Regeneration after an injury in the Central Nervous System is dependent on intrinsic and extrinsic factors. Among the latter are the reactions of glial cells. Using the model of total section of adult rat spinal cord, we have studied the spatial and temporal responses of astrocytes and oligodendrocytes to the lesion of spinal cord axons. We studied at molecular and cellular levels the specific markers GFAP (glial fibrillary acidic protein) for the astrocytes, CNP (2’-3’ cyclic 3’ nucleotide phosphodiesterase) which is principally expressed by immature oligodendrocytes, and MBP (myelin basic protein) implicated later in the myelin compaction, and which is more specific of mature oligodendrocytes.
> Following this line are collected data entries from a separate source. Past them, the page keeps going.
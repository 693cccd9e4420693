//! Module host: background threads that feed live data into the runtime.
//!
//! Each [`Module`] runs on its own named thread and talks to the scene state
//! only through the [`ModuleContext`] it is handed. Stopping is cooperative:
//! [`ModuleHost::shutdown`] raises a shared [`StopSignal`] and joins every
//! thread, and modules notice through [`ModuleContext::wait`] or
//! [`ModuleContext::is_stopped`].
//!
//! # Built-in modules
//!
//! - [`head_tracker::HeadTracker`] - pose records from a device node
//! - [`hotplug::Hotplug`] - display connector add/remove
//! - [`script::Script`] - Lua scripts driving system matrices

pub mod head_tracker;
pub mod hotplug;
pub mod script;

use std::sync::atomic::{AtomicBool, Ordering};
use std::sync::Arc;
use std::thread::{self, JoinHandle};
use std::time::{Duration, Instant};

use anyhow::{Context, Result};

use crate::config::ModulesConfig;
use crate::constants::MODULE_STOP_POLL;
use crate::protocol::{Matrix, MatrixKind, UpdateMode};
use crate::runtime::Runtime;

/// A unit of background work.
pub trait Module: Send {
    /// Short name used for the thread and log lines.
    fn name(&self) -> &str;

    /// Run until `ctx` reports stop. Called once, on the module's thread.
    fn run(self: Box<Self>, ctx: ModuleContext);
}

/// Shared stop flag.
#[derive(Debug, Clone, Default)]
pub struct StopSignal(Arc<AtomicBool>);

impl StopSignal {
    /// New, not stopped.
    pub fn new() -> Self {
        Self::default()
    }

    /// Request stop.
    pub fn stop(&self) {
        self.0.store(true, Ordering::SeqCst);
    }

    /// Whether stop was requested.
    pub fn is_stopped(&self) -> bool {
        self.0.load(Ordering::SeqCst)
    }

    /// Sleep up to `duration` in short slices. Returns `false` as soon as
    /// stop is requested, `true` if the full duration elapsed.
    pub fn wait(&self, duration: Duration) -> bool {
        let deadline = Instant::now() + duration;
        loop {
            if self.is_stopped() {
                return false;
            }
            let now = Instant::now();
            if now >= deadline {
                return true;
            }
            thread::sleep((deadline - now).min(MODULE_STOP_POLL));
        }
    }
}

/// Everything a module may touch.
#[derive(Clone)]
pub struct ModuleContext {
    name: Arc<str>,
    runtime: Arc<dyn Runtime>,
    stop: StopSignal,
}

impl std::fmt::Debug for ModuleContext {
    fn fmt(&self, f: &mut std::fmt::Formatter<'_>) -> std::fmt::Result {
        f.debug_struct("ModuleContext")
            .field("name", &self.name)
            .field("stopped", &self.stop.is_stopped())
            .finish_non_exhaustive()
    }
}

impl ModuleContext {
    /// Context for module `name`.
    pub fn new(name: &str, runtime: Arc<dyn Runtime>, stop: StopSignal) -> Self {
        Self { name: Arc::from(name), runtime, stop }
    }

    /// Module name.
    pub fn name(&self) -> &str {
        &self.name
    }

    /// Debug-level log line tagged with the module name.
    pub fn debug(&self, msg: impl std::fmt::Display) {
        log::debug!(target: "module", "[{}] {msg}", self.name);
    }

    /// Info-level log line tagged with the module name.
    pub fn info(&self, msg: impl std::fmt::Display) {
        log::info!(target: "module", "[{}] {msg}", self.name);
    }

    /// Error-level log line tagged with the module name.
    pub fn error(&self, msg: impl std::fmt::Display) {
        log::error!(target: "module", "[{}] {msg}", self.name);
    }

    /// Write a global system matrix slot.
    pub fn update_system_matrix_module(&self, kind: MatrixKind, mode: UpdateMode, m: Matrix) {
        self.runtime.update_system_matrix_module(kind, mode, m);
    }

    /// Read a global system matrix slot.
    pub fn system_matrix(&self, kind: MatrixKind) -> Matrix {
        self.runtime.system_matrix(None, kind)
    }

    /// Whether the host asked modules to stop.
    pub fn is_stopped(&self) -> bool {
        self.stop.is_stopped()
    }

    /// Cooperative sleep. Returns `false` once stop is signalled.
    pub fn wait(&self, duration: Duration) -> bool {
        self.stop.wait(duration)
    }
}

/// Owns the module threads.
pub struct ModuleHost {
    runtime: Arc<dyn Runtime>,
    stop: StopSignal,
    threads: Vec<(String, JoinHandle<()>)>,
}

impl std::fmt::Debug for ModuleHost {
    fn fmt(&self, f: &mut std::fmt::Formatter<'_>) -> std::fmt::Result {
        f.debug_struct("ModuleHost")
            .field("modules", &self.running())
            .field("stopped", &self.stop.is_stopped())
            .finish_non_exhaustive()
    }
}

impl ModuleHost {
    /// Host with no modules running.
    pub fn new(runtime: Arc<dyn Runtime>) -> Self {
        Self { runtime, stop: StopSignal::new(), threads: Vec::new() }
    }

    /// Start `module` on a named thread.
    pub fn spawn(&mut self, module: Box<dyn Module>) -> Result<()> {
        let name = module.name().to_owned();
        let ctx = ModuleContext::new(&name, Arc::clone(&self.runtime), self.stop.clone());
        let handle = thread::Builder::new()
            .name(format!("module-{name}"))
            .spawn(move || module.run(ctx))
            .with_context(|| format!("Failed to spawn module thread: {name}"))?;
        log::info!("[modules] started {name}");
        self.threads.push((name, handle));
        Ok(())
    }

    /// Names of modules whose threads have not been joined.
    pub fn running(&self) -> Vec<&str> {
        self.threads.iter().map(|(name, _)| name.as_str()).collect()
    }

    /// Signal stop and join every module thread.
    pub fn shutdown(&mut self) {
        if self.threads.is_empty() {
            return;
        }
        self.stop.stop();
        for (name, handle) in self.threads.drain(..) {
            match handle.join() {
                Ok(()) => log::info!("[modules] {name} stopped"),
                Err(_) => log::error!("[modules] {name} panicked"),
            }
        }
    }
}

impl Drop for ModuleHost {
    fn drop(&mut self) {
        self.shutdown();
    }
}

/// Instantiate the built-in modules enabled in `config`.
pub fn from_config(config: &ModulesConfig) -> Vec<Box<dyn Module>> {
    let mut modules: Vec<Box<dyn Module>> = Vec::new();
    if let Some(device) = &config.head_tracker_device {
        modules.push(Box::new(head_tracker::HeadTracker::new(
            device.clone(),
            Duration::from_millis(config.head_tracker_poll_ms),
        )));
    }
    if let Some(dir) = &config.hotplug_dir {
        modules.push(Box::new(hotplug::Hotplug::new(
            dir.clone(),
            Duration::from_millis(config.hotplug_poll_ms),
        )));
    }
    if let Some(path) = &config.script {
        modules.push(Box::new(script::Script::new(
            path.clone(),
            Duration::from_millis(config.script_tick_ms),
        )));
    }
    modules
}

#[cfg(test)]
mod tests {
    use super::*;
    use crate::protocol::IDENTITY;
    use crate::runtime::SharedRuntime;

    struct Ticker {
        count: Arc<std::sync::atomic::AtomicUsize>,
    }

    impl Module for Ticker {
        fn name(&self) -> &str {
            "ticker"
        }

        fn run(self: Box<Self>, ctx: ModuleContext) {
            let mut m = IDENTITY;
            while ctx.wait(Duration::from_millis(1)) {
                m[12] += 1.0;
                ctx.update_system_matrix_module(MatrixKind::Body, UpdateMode::Set, m);
                self.count.fetch_add(1, Ordering::SeqCst);
            }
        }
    }

    struct Panicker;

    impl Module for Panicker {
        fn name(&self) -> &str {
            "panicker"
        }

        fn run(self: Box<Self>, _ctx: ModuleContext) {
            panic!("module failure");
        }
    }

    #[test]
    fn test_wait_returns_false_after_stop() {
        let stop = StopSignal::new();
        assert!(stop.wait(Duration::from_millis(1)));
        stop.stop();
        let started = Instant::now();
        assert!(!stop.wait(Duration::from_secs(10)));
        assert!(started.elapsed() < Duration::from_secs(1));
    }

    #[test]
    fn test_wait_notices_stop_within_a_slice() {
        let stop = StopSignal::new();
        let remote = stop.clone();
        let waiter = thread::spawn(move || remote.wait(Duration::from_secs(30)));
        thread::sleep(Duration::from_millis(20));
        stop.stop();
        let started = Instant::now();
        assert!(!waiter.join().unwrap());
        assert!(started.elapsed() < MODULE_STOP_POLL * 4);
    }

    #[test]
    fn test_host_runs_and_joins_modules() {
        let runtime: Arc<dyn Runtime> = Arc::new(SharedRuntime::default());
        let count = Arc::new(std::sync::atomic::AtomicUsize::new(0));
        let mut host = ModuleHost::new(Arc::clone(&runtime));
        host.spawn(Box::new(Ticker { count: Arc::clone(&count) })).unwrap();
        assert_eq!(host.running(), vec!["ticker"]);

        while count.load(Ordering::SeqCst) < 5 {
            thread::sleep(Duration::from_millis(1));
        }
        host.shutdown();
        assert!(host.running().is_empty());

        let after = count.load(Ordering::SeqCst);
        thread::sleep(Duration::from_millis(20));
        assert_eq!(count.load(Ordering::SeqCst), after, "thread stopped");
        assert!(runtime.system_matrix(None, MatrixKind::Body)[12] >= 5.0);
    }

    #[test]
    fn test_panicking_module_does_not_poison_host() {
        let runtime: Arc<dyn Runtime> = Arc::new(SharedRuntime::default());
        let mut host = ModuleHost::new(runtime);
        host.spawn(Box::new(Panicker)).unwrap();
        host.shutdown();
        assert!(host.running().is_empty());
    }

    #[test]
    fn test_from_config_respects_enabled_modules() {
        let mut config = ModulesConfig::default();
        config.hotplug_dir = None;
        assert!(from_config(&config).is_empty());

        config.script = Some("/tmp/does-not-matter.lua".into());
        config.hotplug_dir = Some("/dev/dri".into());
        let names: Vec<String> = from_config(&config).iter().map(|m| m.name().to_owned()).collect();
        assert_eq!(names, vec!["hotplug", "script"]);
    }
}
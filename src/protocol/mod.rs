//! Wire codec for the scene protocol.
//!
//! Clients send length-prefixed request frames over a Unix stream socket and
//! receive one fixed 8-byte reply per frame, in order. See [`messages`] for
//! the payload layouts and [`framing`] for stream reassembly and descriptor
//! association.

pub mod framing;
pub mod messages;
pub mod types;

pub use framing::{Frame, FrameDecoder};
pub use messages::{
    decode_request, encode_frame, message_type, DecodeError, EncodeError, Reply, Request,
};
pub use types::{
    Binding, ElementType, ErrorCode, Matrix, MatrixKind, RenderEntry, TextureFormat, TextureKind,
    UpdateMode, IDENTITY,
};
After injury, all astrocytes, but more markedly those of the grey matter, reacted by an increase of GFAP messenger and protein. This increase was very rapid for messenger, and peaked at 3 days. This increase was more protracted for the protein and persisted after 3 weeks. Messenger increase is more marked and more protracted below than above the lesion. Oligodendrocytes also reacted quickly by an increase of CNP and MBP messengers. For CNP, both messenger and protein increased rapidly and returned to control level after 1 week. MBP showed the same time course of changes, with lower and slower decrease above the lesion. Counts of oligodendrocytes showed that the percentage of the less mature form (light oligodendrocytes) increased dramatically above and below the lesion. After 1 week, above the lesion, this percentage was well below that of the control, whereas below the lesion, it reverted to control value. These results indicate that, following a lesion, astrocytes react quickly and intensely, but more so below the lesion; oligodendrocytes resume a sequence of maturation which is eventually completed above the lesion where remyelinisation can occur and which is prematurely interrupted below the lesion. However, intact oligodendrocytes persist below the lesion, where they constitute a potential for remyelinisation of regenerated and/or transplanted axons.